Une grille compacte de haut-parleurs couvre les murs des deux galeries pour créer un affichage spatial holophonique dans le but de reproduire l'audition binaurale ; un hologramme acoustique fait à partir du son du film. Ensemble, les images et le son suggèrent des formes alternatives de communication et nous amènent à réfléchir sur les limites du langage.

Faisant écho à la compression du temps entre 1998 et 2018 inhérente à l'ensemble des œuvres, ces images et ces sons combinent de manière anachronique la technologie la plus avancée, avec la réplication d'un support analogique obsolète et dépassé, le magnétoscope.
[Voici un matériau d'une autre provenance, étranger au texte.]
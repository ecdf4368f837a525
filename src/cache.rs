//! Cache Contract Module
//!
//! The uniform interface implemented by every eviction policy, and the
//! statistics snapshot exposed for monitoring.

use std::fmt::Display;

use serde::Serialize;

// == Cache Contract ==
/// Uniform contract over the three cache variants.
///
/// Keys are composed from a list of displayable parts (see
/// [`KeyGenerator`](crate::KeyGenerator)); values are returned by clone,
/// never as references into internal storage. A missing or expired key is
/// a normal negative result, not an error.
pub trait Cache<T>: Send + Sync {
    /// Name of this cache instance.
    fn name(&self) -> &str;

    /// Fetches the value stored under the composed key, if present and
    /// (for expiring variants) not expired.
    fn get(&self, key_parts: &[&dyn Display]) -> Option<T>;

    /// Stores a value under the composed key, replacing any previous one.
    fn put(&self, key_parts: &[&dyn Display], value: T);

    /// Removes the entry under the composed key. No-op when absent.
    fn delete(&self, key_parts: &[&dyn Display]);

    /// Point-in-time statistics snapshot.
    fn stat(&self) -> CacheStat;
}

// == Cache Stat ==
/// Snapshot of a cache's configuration and performance counters.
#[derive(Debug, Clone, PartialEq, Serialize)]
pub struct CacheStat {
    /// Cache instance name
    pub name: String,
    /// Maximum number of entries
    pub max_entries: usize,
    /// Current number of entries
    pub current_size: usize,
    /// Successful lookups since creation
    pub hit_count: u64,
    /// Failed lookups since creation
    pub miss_count: u64,
    /// Hit rate percentage in `[0, 100]`
    pub hit_rate: f64,
}
//! Expire Cache Module
//!
//! Per-entry time-to-live on top of the LRU store, checked lazily on
//! read: an expired entry is reclaimed only when it is next looked up.
//! With expiration extension enabled, every hit slides the entry's TTL
//! forward (idle-timeout semantics).

use std::fmt::Display;
use std::sync::RwLock;
use std::time::{Duration, Instant};

use tracing::debug;

use crate::cache::{Cache, CacheStat};
use crate::key::KeyGenerator;
use crate::metrics::CacheMetrics;
use crate::store::{CacheStore, StoreItem};

// == Expire Item ==
/// Entry carrying an absolute expiration instant.
///
/// Shared by the lazy and active expiration variants; both use identical
/// entry semantics.
#[derive(Debug)]
pub(crate) struct ExpireItem<T> {
    key: String,
    value: T,
    expires_at: Instant,
}

impl<T> ExpireItem<T> {
    pub(crate) fn new(key: String, value: T, ttl: Duration) -> Self {
        Self {
            key,
            value,
            expires_at: Instant::now() + ttl,
        }
    }

    /// Whether the entry's TTL has elapsed.
    pub(crate) fn expired(&self) -> bool {
        Instant::now() > self.expires_at
    }

    /// Slides the expiration to `now + ttl`.
    pub(crate) fn extend(&mut self, ttl: Duration) {
        self.expires_at = Instant::now() + ttl;
    }
}

impl<T> StoreItem for ExpireItem<T> {
    type Value = T;

    fn key(&self) -> &str {
        &self.key
    }

    fn value(&self) -> &T {
        &self.value
    }
}

// == Shared Read/Write Paths ==
// The active-expire variant layers a background sweeper over exactly
// these semantics, so the lazy read and write paths live here as
// crate-internal helpers.

/// Lazy-deletion lookup: a present-but-expired entry is removed from the
/// store and reported as a miss.
pub(crate) fn lookup<T: Clone>(
    store: &RwLock<CacheStore<ExpireItem<T>>>,
    metrics: &CacheMetrics,
    key: &str,
    ttl: Duration,
    extension: bool,
) -> Option<T> {
    let mut guard = store.write().expect("cache lock poisoned");
    let live = match guard.get_mut(key) {
        None => {
            metrics.miss();
            return None;
        }
        Some(item) if item.expired() => None,
        Some(item) => {
            if extension {
                item.extend(ttl);
            }
            Some(item.value().clone())
        }
    };
    match live {
        Some(value) => {
            metrics.hit();
            Some(value)
        }
        None => {
            // Lazy deletion: reclaim on access.
            guard.delete(key);
            metrics.miss();
            None
        }
    }
}

/// Stores a value with a fresh `now + ttl` expiration, returning the key
/// of an entry displaced by capacity eviction, if any.
pub(crate) fn insert<T>(
    store: &RwLock<CacheStore<ExpireItem<T>>>,
    key: String,
    value: T,
    ttl: Duration,
) -> Option<String> {
    let mut guard = store.write().expect("cache lock poisoned");
    guard.put(ExpireItem::new(key, value, ttl)).map(|item| item.key)
}

// == Expire Cache ==
/// Cache with lazy TTL expiration and optional sliding TTL.
pub struct ExpireCache<T> {
    name: String,
    store: RwLock<CacheStore<ExpireItem<T>>>,
    key_gen: KeyGenerator,
    metrics: CacheMetrics,
    ttl: Duration,
    expire_extension: bool,
}

impl<T> ExpireCache<T> {
    // == Constructor ==
    /// Creates an expiring cache.
    ///
    /// Every entry lives for `ttl` from its last put; with
    /// `expire_extension` each hit also restarts the clock.
    pub fn new(
        name: impl Into<String>,
        capacity: usize,
        ttl: Duration,
        expire_extension: bool,
    ) -> Self {
        Self {
            name: name.into(),
            store: RwLock::new(CacheStore::new(capacity)),
            key_gen: KeyGenerator::new(),
            metrics: CacheMetrics::new(),
            ttl,
            expire_extension,
        }
    }
}

impl<T: Clone + Send + Sync> Cache<T> for ExpireCache<T> {
    fn name(&self) -> &str {
        &self.name
    }

    // == Get ==
    fn get(&self, key_parts: &[&dyn Display]) -> Option<T> {
        let key = self.key_gen.generate(key_parts);
        lookup(
            &self.store,
            &self.metrics,
            &key,
            self.ttl,
            self.expire_extension,
        )
    }

    // == Put ==
    fn put(&self, key_parts: &[&dyn Display], value: T) {
        let key = self.key_gen.generate(key_parts);
        if let Some(evicted) = insert(&self.store, key, value, self.ttl) {
            debug!(cache = %self.name, key = %evicted, "evicted least recently used entry");
        }
    }

    // == Delete ==
    fn delete(&self, key_parts: &[&dyn Display]) {
        let key = self.key_gen.generate(key_parts);
        let mut store = self.store.write().expect("cache lock poisoned");
        store.delete(&key);
    }

    // == Stat ==
    fn stat(&self) -> CacheStat {
        let store = self.store.read().expect("cache lock poisoned");
        CacheStat {
            name: self.name.clone(),
            max_entries: store.capacity(),
            current_size: store.size(),
            hit_count: self.metrics.hit_count(),
            miss_count: self.metrics.miss_count(),
            hit_rate: self.metrics.hit_rate(),
        }
    }
}
//! LRU Cache Module
//!
//! The baseline policy: no TTL, entries leave only by recency eviction
//! when the store overflows, or by explicit delete.

use std::fmt::Display;
use std::sync::RwLock;

use tracing::debug;

use crate::cache::{Cache, CacheStat};
use crate::key::KeyGenerator;
use crate::metrics::CacheMetrics;
use crate::store::{CacheStore, StoreItem};

// == LRU Item ==
#[derive(Debug)]
struct LruItem<T> {
    key: String,
    value: T,
}

impl<T> StoreItem for LruItem<T> {
    type Value = T;

    fn key(&self) -> &str {
        &self.key
    }

    fn value(&self) -> &T {
        &self.value
    }
}

// == LRU Cache ==
/// Capacity-bounded cache that evicts purely by recency.
pub struct LruCache<T> {
    name: String,
    store: RwLock<CacheStore<LruItem<T>>>,
    key_gen: KeyGenerator,
    metrics: CacheMetrics,
}

impl<T> LruCache<T> {
    // == Constructor ==
    /// Creates an LRU cache holding at most `capacity` entries.
    pub fn new(name: impl Into<String>, capacity: usize) -> Self {
        Self {
            name: name.into(),
            store: RwLock::new(CacheStore::new(capacity)),
            key_gen: KeyGenerator::new(),
            metrics: CacheMetrics::new(),
        }
    }
}

impl<T: Clone + Send + Sync> Cache<T> for LruCache<T> {
    fn name(&self) -> &str {
        &self.name
    }

    // == Get ==
    fn get(&self, key_parts: &[&dyn Display]) -> Option<T> {
        let key = self.key_gen.generate(key_parts);
        // The write lock: a hit reorders the recency list.
        let mut store = self.store.write().expect("cache lock poisoned");
        match store.get(&key) {
            Some(item) => {
                let value = item.value().clone();
                self.metrics.hit();
                Some(value)
            }
            None => {
                self.metrics.miss();
                None
            }
        }
    }

    // == Put ==
    fn put(&self, key_parts: &[&dyn Display], value: T) {
        let key = self.key_gen.generate(key_parts);
        let evicted = {
            let mut store = self.store.write().expect("cache lock poisoned");
            store.put(LruItem { key, value })
        };
        if let Some(item) = evicted {
            debug!(cache = %self.name, key = %item.key(), "evicted least recently used entry");
        }
    }

    // == Delete ==
    fn delete(&self, key_parts: &[&dyn Display]) {
        let key = self.key_gen.generate(key_parts);
        let mut store = self.store.write().expect("cache lock poisoned");
        store.delete(&key);
    }

    // == Stat ==
    fn stat(&self) -> CacheStat {
        let store = self.store.read().expect("cache lock poisoned");
        CacheStat {
            name: self.name.clone(),
            max_entries: store.capacity(),
            current_size: store.size(),
            hit_count: self.metrics.hit_count(),
            miss_count: self.metrics.miss_count(),
            hit_rate: self.metrics.hit_rate(),
        }
    }
}
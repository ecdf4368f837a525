//! Error types for the cache engine
//!
//! Cache operations never surface errors: a missing or expired key is a
//! normal negative result. The only failure mode left is an invalid
//! configuration, rejected at construction time.

use thiserror::Error;

// == Cache Error Enum ==
/// Construction-time failure of a cache instance.
#[derive(Error, Debug)]
pub enum CacheError {
    /// The configuration cannot produce a working cache
    #[error("Invalid cache configuration: {0}")]
    InvalidConfig(String),
}

// == Result Type Alias ==
/// Convenience Result type for cache construction.
pub type Result<T> = std::result::Result<T, CacheError>;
Rappelant une époque où les magnétoscopes à cassettes vidéo devaient être rembobinés après chaque vue, éclairant une pièce d'une lumière statique vive, Parreno, à la fin de chaque projection de Anywhen, permettra à une série de programmes d'intelligence artificielle Deep Learning d'essayer de se souvenir et de reproduire le film. Tandis que Anywhen rebobine, l'intelligence artificielle prendra le dessus.